La oficina vive momentos de cambios y se transforma en software y aplicaciones. Hace tres décadas esta afirmación podía resultar futurista, pero hoy es una realidad cotidiana y que podemos comprobar haciéndonos algunas preguntas simples como ¿qué utilizas para tomar notas? ¿en dónde redactas documentos? ¿utilizas un calendario físico para registrar fechas o actividades relevantes?, entre otras.
Pero eso no es todo. Hoy existe una generación que tiene todo lo que necesita para trabajar entre sus manos (o en el bolsillo): el celular. Son empleados que acceden a la información corporativa, responden emails, hacen conferencias, entre otros, desde este dispositivo móvil. Son empleados que hacen «phone office» todos los días en algún momento.
Y esta realidad genera algunos desafíos para las empresas dónde la tecnología se presenta como aliada para mantener el equilibrio necesario entre darle libertad al staff para usar los dispositivos que les resulten más cómodos y -a la vez- no perjudicar a la compañía en términos de seguridad y productividad.
Quisiera abordar al menos tres que tienen una importancia básica.
1. Potenciar la colaboración móvil
Trabajar juntos no quiere decir estar en el mismo lugar físico. Y la realidad laboral actual nos encuentra muchas veces en la necesidad de contactarnos con nuestros equipos de trabajo desde distintos lugares y situaciones, viajando a la oficina, en el aeropuerto, mientras esperamos que nos reciba un cliente.

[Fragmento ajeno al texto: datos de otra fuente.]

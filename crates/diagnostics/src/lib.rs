//! Lightweight structured logging for the sharefs workspace.
//!
//! Usage:
//! - Set SHAREFS_LOG=off (default) - no logs
//! - Set SHAREFS_LOG=info - basic operation logs
//! - Set SHAREFS_LOG=debug - detailed diagnostic logs

use std::sync::Once;

// Re-export emit so macros can use it
pub use emit;

static INIT: Once = Once::new();

/// Initialize diagnostics based on the SHAREFS_LOG environment variable.
///
/// Call once at startup. Safe to call multiple times - subsequent calls
/// are ignored.
pub fn init_diagnostics() {
    INIT.call_once(|| {
        let log_level = std::env::var("SHAREFS_LOG").unwrap_or_else(|_| "off".to_string());

        let rt = match log_level.as_str() {
            "off" => return, // No setup needed
            "debug" => emit::setup()
                .emit_to(emit_term::stderr())
                .emit_when(emit::level::min_filter(emit::Level::Debug))
                .init(),
            "info" => emit::setup()
                .emit_to(emit_term::stderr())
                .emit_when(emit::level::min_filter(emit::Level::Info))
                .init(),
            "warn" => emit::setup()
                .emit_to(emit_term::stderr())
                .emit_when(emit::level::min_filter(emit::Level::Warn))
                .init(),
            "error" => emit::setup()
                .emit_to(emit_term::stderr())
                .emit_when(emit::level::min_filter(emit::Level::Error))
                .init(),
            _ => {
                let rt = emit::setup()
                    .emit_to(emit_term::stderr())
                    .emit_when(emit::level::min_filter(emit::Level::Info))
                    .init();
                eprintln!("Warning: Unknown SHAREFS_LOG value '{}', using 'info'", log_level);
                rt
            }
        };

        // The emit runtime must live for the rest of the process.
        std::mem::forget(rt);
    });
}

/// Log basic operations (puts, gets, lock transitions, cleanup passes).
#[macro_export]
macro_rules! log_info {
    ($($arg:tt)*) => {
        $crate::emit::info!($($arg)*)
    };
}

/// Log detailed diagnostics (per-location fan-out steps, rendered commands,
/// retry counts).
#[macro_export]
macro_rules! log_debug {
    ($($arg:tt)*) => {
        $crate::emit::debug!($($arg)*)
    };
}

/// Log warning conditions (long poll waits, skipped housekeeping).
#[macro_export]
macro_rules! log_warn {
    ($($arg:tt)*) => {
        $crate::emit::warn!($($arg)*)
    };
}

/// Log critical error conditions (failed copies, failed remote commands).
#[macro_export]
macro_rules! log_error {
    ($($arg:tt)*) => {
        $crate::emit::error!($($arg)*)
    };
}

/// Re-export the init function for convenience
pub use init_diagnostics as init;

#[cfg(test)]
mod tests {
    use super::*;

    #[test]
    fn test_init_is_safe_to_call_multiple_times() {
        init_diagnostics();
        init_diagnostics();
        init_diagnostics();
    }

    #[test]
    fn test_macros_compile() {
        log_info!("Test message");
        log_debug!("Debug message with {value}", value: 42);
        log_warn!("Warning message");
        log_error!("Error message");
    }
}
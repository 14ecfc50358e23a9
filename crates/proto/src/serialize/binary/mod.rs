// Copyright 2015-2023 Benjamin Fry <benjaminfry@me.com>
//
// Licensed under the Apache License, Version 2.0, <LICENSE-APACHE or
// https://apache.org/licenses/LICENSE-2.0> or the MIT license <LICENSE-MIT or
// https://opensource.org/licenses/MIT>, at your option. This file may not be
// copied, modified, or distributed except according to those terms.

//! Binary serialization types

mod decoder;
mod encoder;
mod restrict;

pub use self::decoder::{BinDecoder, DecodeError};
pub use self::encoder::{BinEncoder, EncodedSize, Place};
pub use self::restrict::Restrict;


use crate::error::*;

/// A type which can be encoded into a DNS binary format
pub trait BinEncodable {
    /// Write the type to the stream
    fn emit(&self, encoder: &mut BinEncoder<'_>) -> ProtoResult<()>;

    /// Returns the object in binary form
    fn to_bytes(&self) -> Result<Vec<u8>, ProtoError> {
        let mut bytes = Vec::<u8>::new();
        {
            let mut encoder = BinEncoder::new(&mut bytes);
            self.emit(&mut encoder)?;
        }

        Ok(bytes)
    }
}

/// A trait for types which are serializable to and from DNS binary formats
pub trait BinDecodable<'r>: Sized {
    /// Read the type from the stream
    fn read(decoder: &mut BinDecoder<'r>) -> ProtoResult<Self>;

    /// Returns the object in binary form
    fn from_bytes(bytes: &'r [u8]) -> Result<Self, ProtoError> {
        let mut decoder = BinDecoder::new(bytes);
        Self::read(&mut decoder)
    }
}

impl BinEncodable for u16 {
    fn emit(&self, encoder: &mut BinEncoder<'_>) -> ProtoResult<()> {
        encoder.emit_u16(*self)
    }
}

impl<'r> BinDecodable<'r> for u16 {
    fn read(decoder: &mut BinDecoder<'_>) -> ProtoResult<Self> {
        decoder
            .read_u16()
            .map(Restrict::unverified)
            .map_err(Into::into)
    }
}

impl BinEncodable for u32 {
    fn emit(&self, encoder: &mut BinEncoder<'_>) -> ProtoResult<()> {
        encoder.emit_u32(*self)
    }
}

impl<'r> BinDecodable<'r> for u32 {
    fn read(decoder: &mut BinDecoder<'_>) -> ProtoResult<Self> {
        decoder
            .read_u32()
            .map(Restrict::unverified)
            .map_err(Into::into)
    }
}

En este sentido, para que la utilización de nuestro smartphones para trabajar sea productivo es necesario garantizar que los empleados puedan colaborar y estar comunicados de la forma más eficiente. En este sentido, brindarles la posibilidad de hacer conferencias, tanto de voz como de video, en alta calidad es algo vital.
2. La seguridad siempre será una prioridad
¿Qué pasa si se exponen los datos de clientes? ¿O si se da a conocer ese plan estratégico para el nuevo lanzamiento de un producto antes de tiempo a la persona equivocada?
El uso de dispositivos móviles permite una mayor flexibilidad y la oportunidad de beneficiar al negocio gracias a la movilidad empresarial, pero también genera el desafío de no perder el control y la seguridad de los datos corporativos.
Por eso es que contar con herramientas de gestión de dispositivos móviles (MDM, según su sigla en inglés) hace posible brindar acceso a los datos garantizando su seguridad.
3. No perder de vista a la red
A medida que crece la cantidad de dispositivos que se conectan a la red corporativa, se suman aplicaciones y video conferencias entre otros, por lo que el uso de la red se vuelve más complejo. Por eso, no hay que perder de vista la necesidad de optimizar la red para que esté a la altura de las necesidades de los empleados.
La generación del «phone office» espera acceder a toda la información que necesita para trabajar con una experiencia de uso excelente. En este sentido, las redes definidas por software (SDN) y la virtualización de funciones de red (NFV) son el futuro y el paso que toda compañía que quiera potenciar su movilidad debe dar.
 
Es claro que la movilidad llegó para quedarse y que está redefiniendo el espacio de trabajo. A su vez, las nuevas generaciones de empleados van marcando el camino hacia dónde evoluciona la forma en la que trabajamos.
En este escenario de cambios, las empresas deben estar preparadas para darle la bienvenida a novedosos espacios de trabajo, potenciando los beneficios de hacerlo y reduciendo al mínimo los riesgos.